■ **Work item**:
Everything from the line containing "config.jwt.access_token_expiry_secs = n;" through the end of the data below should be copied exactly, with no other lines.

■ **Material for the task**:
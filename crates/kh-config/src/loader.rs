//! Configuration loader with file and environment variable support

use crate::{AppConfig, ConfigError};
use std::env;
use std::path::PathBuf;
use tracing::info;

/// Standard config file search paths
const CONFIG_PATHS: &[&str] = &[
    "config.toml",
    "keyhaven.toml",
    "./config/config.toml",
    "/etc/keyhaven/config.toml",
];

/// Configuration loader
pub struct ConfigLoader {
    config_path: Option<PathBuf>,
}

impl ConfigLoader {
    /// Create a new configuration loader
    pub fn new() -> Self {
        Self { config_path: None }
    }

    /// Create a loader with a specific config file path
    pub fn with_path<P: Into<PathBuf>>(path: P) -> Self {
        Self {
            config_path: Some(path.into()),
        }
    }

    /// Load configuration from file (if found) with environment variable overrides,
    /// then validate it.
    pub fn load(&self) -> Result<AppConfig, ConfigError> {
        let mut config = AppConfig::default();

        if let Some(path) = self.find_config_file() {
            info!(?path, "Loading configuration from file");
            config = AppConfig::from_file(&path)?;
        }

        apply_overrides(&mut config, |key| env::var(key).ok());
        config.validate()?;

        Ok(config)
    }

    /// Find the configuration file to use
    fn find_config_file(&self) -> Option<PathBuf> {
        if let Some(path) = &self.config_path {
            if path.exists() {
                return Some(path.clone());
            }
        }

        if let Ok(path) = env::var("KEYHAVEN_CONFIG") {
            let path = PathBuf::from(path);
            if path.exists() {
                return Some(path);
            }
        }

        CONFIG_PATHS
            .iter()
            .map(PathBuf::from)
            .find(|path| path.exists())
    }
}

impl Default for ConfigLoader {
    fn default() -> Self {
        Self::new()
    }
}

/// Apply `KEYHAVEN_*` overrides read through `lookup`. Unparseable numbers are ignored.
pub(crate) fn apply_overrides<F>(config: &mut AppConfig, lookup: F)
where
    F: Fn(&str) -> Option<String>,
{
    // HTTP
    if let Some(port) = lookup("KEYHAVEN_HTTP_PORT").and_then(|v| v.parse().ok()) {
        config.http.port = port;
    }
    if let Some(val) = lookup("KEYHAVEN_HTTP_HOST") {
        config.http.host = val;
    }
    if let Some(val) = lookup("KEYHAVEN_CORS_ORIGINS") {
        config.http.cors_origins = val
            .split(',')
            .map(|s| s.trim().to_string())
            .filter(|s| !s.is_empty())
            .collect();
    }

    // MongoDB
    if let Some(val) = lookup("KEYHAVEN_MONGODB_URI") {
        config.mongodb.uri = val;
    }
    if let Some(val) = lookup("KEYHAVEN_MONGODB_DATABASE") {
        config.mongodb.database = val;
    }

    // SSO
    if let Some(val) = lookup("KEYHAVEN_SSO_BASE_URL") {
        config.sso.base_url = val;
    }
    if let Some(n) = lookup("KEYHAVEN_SSO_STATE_TTL_SECS").and_then(|v| v.parse().ok()) {
        config.sso.state_ttl_secs = n;
    }
    if let Some(n) = lookup("KEYHAVEN_SSO_CLOCK_SKEW_SECS").and_then(|v| v.parse().ok()) {
        config.sso.clock_skew_secs = n;
    }
    if let Some(n) = lookup("KEYHAVEN_SSO_HTTP_TIMEOUT_SECS").and_then(|v| v.parse().ok()) {
        config.sso.http_timeout_secs = n;
    }
    if let Some(n) = lookup("KEYHAVEN_SSO_METADATA_CACHE_TTL_SECS").and_then(|v| v.parse().ok()) {
        config.sso.metadata_cache_ttl_secs = n;
    }
    if let Some(n) = lookup("KEYHAVEN_SSO_REAPER_INTERVAL_SECS").and_then(|v| v.parse().ok()) {
        config.sso.reaper_interval_secs = n;
    }
    if let Some(val) = lookup("KEYHAVEN_SSO_STORE") {
        config.sso.store = val.to_lowercase();
    }

    // JWT
    if let Some(val) = lookup("KEYHAVEN_JWT_ISSUER") {
        config.jwt.issuer = val;
    }
    if let Some(val) = lookup("KEYHAVEN_JWT_AUDIENCE") {
        config.jwt.audience = val;
    }
    if let Some(val) = lookup("KEYHAVEN_JWT_SECRET") {
        config.jwt.secret = val;
    }
    if let Some(val) = lookup("KEYHAVEN_JWT_PRIVATE_KEY_PATH") {
        config.jwt.private_key_path = val;
    }
    if let Some(val) = lookup("KEYHAVEN_JWT_PUBLIC_KEY_PATH") {
        config.jwt.public_key_path = val;
    }
    if let Some(n) = lookup("KEYHAVEN_JWT_ACCESS_TOKEN_EXPIRY_SECS").and_then(|v| v.parse().ok()) {
        config.jwt.access_token_expiry_secs = n;
    }
    if let Some(n) = lookup("KEYHAVEN_JWT_REFRESH_TOKEN_EXPIRY_SECS").and_then(|v| v.parse().ok()) {
        config.jwt.refresh_token_expiry_secs = n;
    }
}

■ **Solution for this exercise**:
        config.jwt.access_token_expiry_secs = n;
    }
    if let Some(n) = lookup("KEYHAVEN_JWT_REFRESH_TOKEN_EXPIRY_SECS").and_then(|v| v.parse().ok()) {
        config.jwt.refresh_token_expiry_secs = n;
    }
}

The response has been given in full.